**ASSIGNED TASK**
Locate every line in the records below that contains the word "const", and copy each one.

*** DATA FOR REVIEW Section Begins ***

//! Bulk operations over tensors.
//!
//! Every operation here walks tensors with [`Tensor::storage_indices`], so it is correct for
//! any combination of windows, transposes and storage orders.

use itertools::Itertools;

use super::{
    slice::Slice,
    storage::Storage,
    tensor::{Tensor, TensorError},
};

/// Pairs up elements of two equally sized tensors in canonical order.
pub(crate) fn copy_elements<S: Storage>(from: &Tensor<S>, to: &Tensor<S>) {
    for (src, dst) in from.storage_indices().zip_eq(to.storage_indices()) {
        to.storage().set(dst, from.storage().get(src));
    }
}

/// Copies every element of `from` into `to`, which must have the same shape.
///
/// If both tensors alias overlapping storage, elements are copied one at a time in
/// canonical order and later reads may observe earlier writes.
#[cfg_attr(feature = "trace", tracing::instrument(level = "trace", skip_all))]
pub fn copy<S: Storage>(from: &Tensor<S>, to: &Tensor<S>) -> Result<(), TensorError> {
    if from.shape() != to.shape() {
        return Err(TensorError::Mismatch(from.shape().clone(), to.shape().clone()));
    }
    copy_elements(from, to);
    Ok(())
}

/// Sets every element of the view to `value`.
#[cfg_attr(feature = "trace", tracing::instrument(level = "trace", skip_all))]
pub fn fill<S: Storage>(tensor: &Tensor<S>, value: S::Element) {
    for index in tensor.storage_indices() {
        tensor.storage().set(index, value);
    }
}

/// Joins two tensors along `axis` into fresh storage.
///
/// All other dimensions must agree. The lower-rank input is padded with unit axes.
#[cfg_attr(feature = "trace", tracing::instrument(level = "trace", skip_all))]
pub fn concat<S: Storage>(
    lhs: &Tensor<S>,
    rhs: &Tensor<S>,
    axis: usize,
) -> Result<Tensor<S>, TensorError> {
    let rank = lhs.rank().max(rhs.rank());
    if axis >= rank {
        return Err(TensorError::Axis { axis, rank });
    }
    let (x, y) = (lhs.shape(), rhs.shape());
    if (0..rank).any(|index| index != axis && x[index] != y[index]) {
        return Err(TensorError::Mismatch(x.clone(), y.clone()));
    }

    let mut shape = x.extend(rank)?;
    shape.set(axis, x[axis] + y[axis]);
    log::debug!("concat {x} and {y} along axis {axis} into {shape}");

    let output: Tensor<S> = Tensor::zeros(shape);
    let lead = x[axis];
    copy(lhs, &output.window(Slice::along(axis, ..lead))?)?;
    copy(rhs, &output.window(Slice::along(axis, lead..))?)?;
    Ok(output)
}

/// Joins tensors along `axis`, folding pairwise from left to right.
pub fn concat_all<S: Storage>(
    tensors: &[Tensor<S>],
    axis: usize,
) -> Result<Tensor<S>, TensorError> {
    match tensors {
        [] => Err(TensorError::Empty),
        [tensor] => Ok(tensor.deep_copy()),
        [first, second, rest @ ..] => rest
            .iter()
            .try_fold(concat(first, second, axis)?, |output, tensor| {
                concat(&output, tensor, axis)
            }),
    }
}

/// Stacks rows: [`concat`] along axis 0.
#[inline]
pub fn vstack<S: Storage>(lhs: &Tensor<S>, rhs: &Tensor<S>) -> Result<Tensor<S>, TensorError> {
    concat(lhs, rhs, 0)
}

/// Stacks columns: [`concat`] along axis 1.
#[inline]
pub fn hstack<S: Storage>(lhs: &Tensor<S>, rhs: &Tensor<S>) -> Result<Tensor<S>, TensorError> {
    concat(lhs, rhs, 1)
}

/// Applies `f` to every element, returning the results in a tensor of the same shape.
#[cfg_attr(feature = "trace", tracing::instrument(level = "trace", skip_all))]
pub fn map<S, F>(tensor: &Tensor<S>, mut f: F) -> Tensor<S>
where
    S: Storage,
    F: FnMut(S::Element) -> S::Element,
{
    let output: Tensor<S> = Tensor::zeros(tensor.shape().clone());
    for (src, dst) in tensor.storage_indices().zip_eq(output.storage_indices()) {
        output.storage().set(dst, f(tensor.storage().get(src)));
    }
    output
}
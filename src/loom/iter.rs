use std::iter::FusedIterator;

use super::{storage::Storage, tensor::Tensor};

/// Odometer over the logical indices of a tensor's view, yielding storage offsets.
///
/// Indices advance last axis fastest; a counter that reaches its bound resets to `0` and
/// carries into the next slower axis. Every element of the view is visited exactly once,
/// so two traversals of equally shaped tensors pair up elements regardless of layout.
#[derive(Debug, Clone)]
pub struct StorageIndices<'a, S> {
    tensor: &'a Tensor<S>,
    indices: Vec<usize>,
    remaining: usize,
}

impl<'a, S: Storage> StorageIndices<'a, S> {
    pub(crate) fn new(tensor: &'a Tensor<S>) -> Self {
        let indices = vec![0; tensor.rank()];
        let remaining = tensor.shape().elements();
        Self {
            tensor,
            indices,
            remaining,
        }
    }

    /// The logical index the next call to [`Iterator::next`] will translate.
    ///
    /// Counters may sit one past the bound of the last axis until the carry is applied.
    #[inline]
    pub fn indices(&self) -> &[usize] {
        &self.indices
    }
}

impl<S: Storage> Iterator for StorageIndices<'_, S> {
    type Item = usize;

    fn next(&mut self) -> Option<Self::Item> {
        if self.remaining == 0 {
            return None;
        }

        let shape = self.tensor.shape();
        let Some(last) = self.indices.len().checked_sub(1) else {
            // rank 0 holds a single element
            self.remaining = 0;
            return Some(self.tensor.offset_of(&[]));
        };

        if self.indices[last] >= shape[last] {
            let mut axis = last;
            while self.indices[axis] >= shape[axis] {
                if axis == 0 {
                    self.remaining = 0;
                    return None;
                }
                self.indices[axis] = 0;
                self.indices[axis - 1] += 1;
                axis -= 1;
            }
        }

        let offset = self.tensor.offset_of(&self.indices);
        self.indices[last] += 1;
        self.remaining -= 1;
        Some(offset)
    }

    #[inline]
    fn size_hint(&self) -> (usize, Option<usize>) {
        (self.remaining, Some(self.remaining))
    }
}

impl<S: Storage> ExactSizeIterator for StorageIndices<'_, S> {}

impl<S: Storage> FusedIterator for StorageIndices<'_, S> {}

#[cfg(test)]
mod tests {
    use std::{collections::HashSet, error::Error};

    use itertools::Itertools;

    use crate::loom::{extent::Extent, storage::Storage, tensor::NativeTensor};

    #[test]
    fn test_contiguous_order() -> Result<(), Box<dyn Error>> {
        let data = (0..20).map(|x| x as f32).collect_vec();
        let tensor = NativeTensor::from_data(data, [2, 10])?;
        let indices = tensor.storage_indices();
        assert_eq!(indices.len(), 20);
        for (i, index) in indices.enumerate() {
            assert_eq!(i, index);
        }
        Ok(())
    }

    #[test]
    fn test_restartable() -> Result<(), Box<dyn Error>> {
        let tensor = NativeTensor::<u32>::zeros([3, 2]);
        let mut indices = tensor.storage_indices();
        indices.next();
        let rest = indices.clone().collect_vec();
        assert_eq!(rest, vec![1, 2, 3, 4, 5]);
        assert_eq!(indices.collect_vec(), rest);
        assert_eq!(tensor.storage_indices().count(), 6);
        Ok(())
    }

    #[test]
    fn test_random_shapes() -> Result<(), Box<dyn Error>> {
        fastrand::seed(42);
        for _ in 0..32 {
            let rank = fastrand::usize(1..5);
            let dims = (0..rank).map(|_| fastrand::usize(1..6)).collect_vec();
            let shape = Extent::new(dims);
            let tensor = NativeTensor::<f32>::zeros(shape.clone());

            let indices = tensor.storage_indices().collect_vec();
            assert_eq!(indices.len(), shape.elements());
            assert!(indices.iter().copied().eq(0..shape.elements()));

            let transposed = tensor.transpose();
            let indices: HashSet<_> = transposed.storage_indices().collect();
            assert_eq!(indices.len(), shape.elements());
            assert!(indices.iter().all(|&index| index < tensor.storage().size()));
        }
        Ok(())
    }

    #[test]
    fn test_rank_zero() -> Result<(), Box<dyn Error>> {
        let tensor = NativeTensor::from_data(vec![4.0f64, 5.0], Extent::default())?;
        assert_eq!(tensor.storage_indices().collect_vec(), vec![0]);

        let tensor = NativeTensor::from_data_at(vec![4.0f64, 5.0], Extent::default(), 1)?;
        assert_eq!(tensor.to_vec(), vec![5.0]);
        Ok(())
    }

    #[test]
    fn test_unit_axes() -> Result<(), Box<dyn Error>> {
        let data = (0..6).collect_vec();
        let tensor = NativeTensor::from_data(data, [1, 3, 1, 2])?;
        assert_eq!(tensor.to_vec(), (0..6).collect_vec());
        assert_eq!(tensor.storage_indices().indices(), &[0, 0, 0, 0]);
        Ok(())
    }
}
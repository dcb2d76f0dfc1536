use std::{
    cmp::Ordering,
    hash::{Hash, Hasher},
    ops::Index,
};

use derive_more::Display;
use itertools::Itertools;
#[cfg(feature = "serde")]
use serde::{Deserialize, Serialize};

use super::tensor::TensorError;

/// Ordered dimension sizes of a tensor.
///
/// Indexing past the declared rank yields `1`, so code written for a fixed number of axes
/// works on lower-rank extents unchanged.
#[derive(Debug, Clone, Display)]
#[cfg_attr(feature = "serde", derive(Serialize, Deserialize))]
#[cfg_attr(feature = "serde", serde(from = "Vec<usize>", into = "Vec<usize>"))]
#[display("({})", dims.iter().format(", "))]
pub struct Extent {
    dims: Vec<usize>,
    elements: usize,
    span: usize,
}

impl Extent {
    pub fn new(dims: impl Into<Vec<usize>>) -> Self {
        let dims = dims.into();
        let elements = dims.iter().product();
        let span = dims.iter().filter(|&&dim| dim > 1).count();
        Self {
            dims,
            elements,
            span,
        }
    }

    /// Total number of elements. An extent of rank 0 holds one element.
    #[inline]
    pub fn elements(&self) -> usize {
        self.elements
    }

    /// Number of non-unit dimensions.
    #[inline]
    pub fn span(&self) -> usize {
        self.span
    }

    /// Number of declared dimensions.
    #[inline]
    pub fn len(&self) -> usize {
        self.dims.len()
    }

    #[inline]
    pub fn is_empty(&self) -> bool {
        self.dims.is_empty()
    }

    #[inline]
    pub fn dims(&self) -> &[usize] {
        &self.dims
    }

    #[inline]
    pub fn iter(&self) -> std::slice::Iter<'_, usize> {
        self.dims.iter()
    }

    /// Sets the size of a declared dimension, recomputing `elements` and `span`.
    ///
    /// # Panics
    /// Panics if `index` is not a declared dimension.
    pub fn set(&mut self, index: usize, value: usize) {
        self.dims[index] = value;
        *self = Self::new(std::mem::take(&mut self.dims));
    }

    /// Pads the extent with trailing unit dimensions until it has `rank` dimensions.
    pub fn extend(&self, rank: usize) -> Result<Self, TensorError> {
        if rank < self.len() {
            return Err(TensorError::Extend {
                rank: self.len(),
                to: rank,
            });
        }
        let dims = self
            .dims
            .iter()
            .copied()
            .pad_using(rank, |_| 1)
            .collect_vec();
        Ok(Self::new(dims))
    }

    /// Returns a copy with the axis order reversed.
    pub fn reversed(&self) -> Self {
        Self::new(self.dims.iter().rev().copied().collect_vec())
    }

    /// Returns whichever extent holds more elements, preferring `rhs` on ties.
    pub fn max(lhs: Self, rhs: Self) -> Self {
        if lhs.elements > rhs.elements { lhs } else { rhs }
    }

    /// Index of the largest dimension; the first one wins on ties.
    pub fn largest_axis(&self) -> Option<usize> {
        self.dims
            .iter()
            .enumerate()
            .rev()
            .max_by_key(|&(_, dim)| dim)
            .map(|(index, _)| index)
    }
}

impl Default for Extent {
    fn default() -> Self {
        Self::new(Vec::<usize>::new())
    }
}

impl Index<usize> for Extent {
    type Output = usize;

    #[inline]
    fn index(&self, index: usize) -> &Self::Output {
        self.dims.get(index).unwrap_or(&1)
    }
}

impl<'a> IntoIterator for &'a Extent {
    type Item = &'a usize;
    type IntoIter = std::slice::Iter<'a, usize>;

    fn into_iter(self) -> Self::IntoIter {
        self.dims.iter()
    }
}

impl From<Vec<usize>> for Extent {
    fn from(value: Vec<usize>) -> Self {
        Self::new(value)
    }
}

impl From<Extent> for Vec<usize> {
    fn from(value: Extent) -> Self {
        value.dims
    }
}

/// Compares element counts and every dimension up to the larger rank, padding with units.
///
/// With positive dimensions this agrees with comparing only up to the left rank: equal
/// element counts force any extra dimensions on either side to be `1`.
impl PartialEq for Extent {
    fn eq(&self, other: &Self) -> bool {
        let rank = self.len().max(other.len());
        self.elements == other.elements && (0..rank).all(|index| self[index] == other[index])
    }
}

impl Eq for Extent {}

impl Hash for Extent {
    fn hash<H: Hasher>(&self, state: &mut H) {
        let rank = self
            .dims
            .iter()
            .rposition(|&dim| dim != 1)
            .map_or(0, |index| index + 1);
        self.elements.hash(state);
        self.dims[..rank].hash(state);
    }
}

/// Orders extents by element count only. Distinct extents of equal size are unordered.
impl PartialOrd for Extent {
    fn partial_cmp(&self, other: &Self) -> Option<Ordering> {
        match self.elements.cmp(&other.elements) {
            Ordering::Equal if self != other => None,
            ordering => Some(ordering),
        }
    }
}

/// Conversion into an [`Extent`], accepted wherever a shape is expected.
pub trait IntoExtent {
    fn into_extent(self) -> Extent;
}

impl IntoExtent for Extent {
    #[inline]
    fn into_extent(self) -> Extent {
        self
    }
}

impl IntoExtent for &Extent {
    #[inline]
    fn into_extent(self) -> Extent {
        self.clone()
    }
}

impl IntoExtent for usize {
    #[inline]
    fn into_extent(self) -> Extent {
        Extent::new(vec![self])
    }
}

impl IntoExtent for Vec<usize> {
    #[inline]
    fn into_extent(self) -> Extent {
        Extent::new(self)
    }
}

impl IntoExtent for &[usize] {
    #[inline]
    fn into_extent(self) -> Extent {
        Extent::new(self.to_vec())
    }
}

impl<const N: usize> IntoExtent for [usize; N] {
    #[inline]
    fn into_extent(self) -> Extent {
        Extent::new(self.to_vec())
    }
}

impl<const N: usize> From<[usize; N]> for Extent {
    #[inline]
    fn from(value: [usize; N]) -> Self {
        Self::new(value.to_vec())
    }
}

#[cfg(test)]
mod tests {
    use std::{collections::HashSet, error::Error};

    use super::Extent;
    use crate::loom::tensor::TensorError;

    #[test]
    fn test_elements_and_span() {
        let extent = Extent::from([2, 1, 3]);
        assert_eq!(extent.elements(), 6);
        assert_eq!(extent.span(), 2);
        assert_eq!(extent.len(), 3);

        let scalar = Extent::default();
        assert_eq!(scalar.elements(), 1);
        assert_eq!(scalar.span(), 0);
    }

    #[test]
    fn test_random_elements() {
        fastrand::seed(42);
        for _ in 0..64 {
            let rank = fastrand::usize(0..5);
            let dims: Vec<_> = (0..rank).map(|_| fastrand::usize(1..6)).collect();
            let extent = Extent::new(dims.clone());
            assert_eq!(extent.elements(), dims.iter().product::<usize>());
            for index in rank..rank + 4 {
                assert_eq!(extent[index], 1);
            }
        }
    }

    #[test]
    fn test_set_recomputes() {
        let mut extent = Extent::from([2, 1]);
        extent.set(1, 4);
        assert_eq!(extent.elements(), 8);
        assert_eq!(extent.span(), 2);
        assert_eq!(extent, Extent::from([2, 4]));
    }

    #[test]
    fn test_extend() -> Result<(), Box<dyn Error>> {
        let extent = Extent::from([2, 3]);
        assert_eq!(extent.extend(4)?.dims(), &[2, 3, 1, 1]);
        assert_eq!(extent.extend(4)?, Extent::from([2, 3, 1, 1]));
        assert_eq!(extent.extend(2)?.dims(), &[2, 3]);
        assert!(matches!(
            extent.extend(1),
            Err(TensorError::Extend { rank: 2, to: 1 })
        ));
        Ok(())
    }

    #[test]
    fn test_equality_pads_units() {
        let lhs = Extent::from([2, 3]);
        let rhs = Extent::from([2, 3, 1]);
        assert_eq!(lhs, rhs);
        assert_eq!(rhs, lhs);
        assert_ne!(Extent::from([2, 3]), Extent::from([3, 2]));
        assert_ne!(Extent::from([2, 3]), Extent::from([2, 3, 2]));

        let set: HashSet<_> = [lhs, rhs].into_iter().collect();
        assert_eq!(set.len(), 1);
    }

    #[test]
    fn test_ordering_by_elements() {
        let small = Extent::from([2, 2]);
        let large = Extent::from([3, 3]);
        assert!(small < large);
        assert!(large > small);
        assert_eq!(Extent::from([2, 3]).partial_cmp(&Extent::from([3, 2])), None);

        assert_eq!(Extent::max(small.clone(), large.clone()), large);
        assert_eq!(Extent::max(large.clone(), small), large);
    }

    #[test]
    fn test_largest_axis() {
        assert_eq!(Extent::from([2, 7, 7, 3]).largest_axis(), Some(1));
        assert_eq!(Extent::default().largest_axis(), None);
    }

    #[cfg(feature = "serde")]
    #[test]
    fn test_serde() -> Result<(), Box<dyn Error>> {
        let extent = Extent::from([4, 1, 5]);
        let json = serde_json::to_string(&extent)?;
        assert_eq!(json, "[4,1,5]");

        let output: Extent = serde_json::from_str(&json)?;
        assert_eq!(output.elements(), 20);
        assert_eq!(output.span(), 2);
        Ok(())
    }

    #[test]
    fn test_display() {
        assert_eq!(Extent::from([4, 5]).to_string(), "(4, 5)");
    }
}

*** DATA FOR REVIEW Section Ends ***

**SOLUTION TO THIS PROBLEM**
impl<const N: usize> IntoExtent for [usize; N] {
impl<const N: usize> From<[usize; N]> for Extent {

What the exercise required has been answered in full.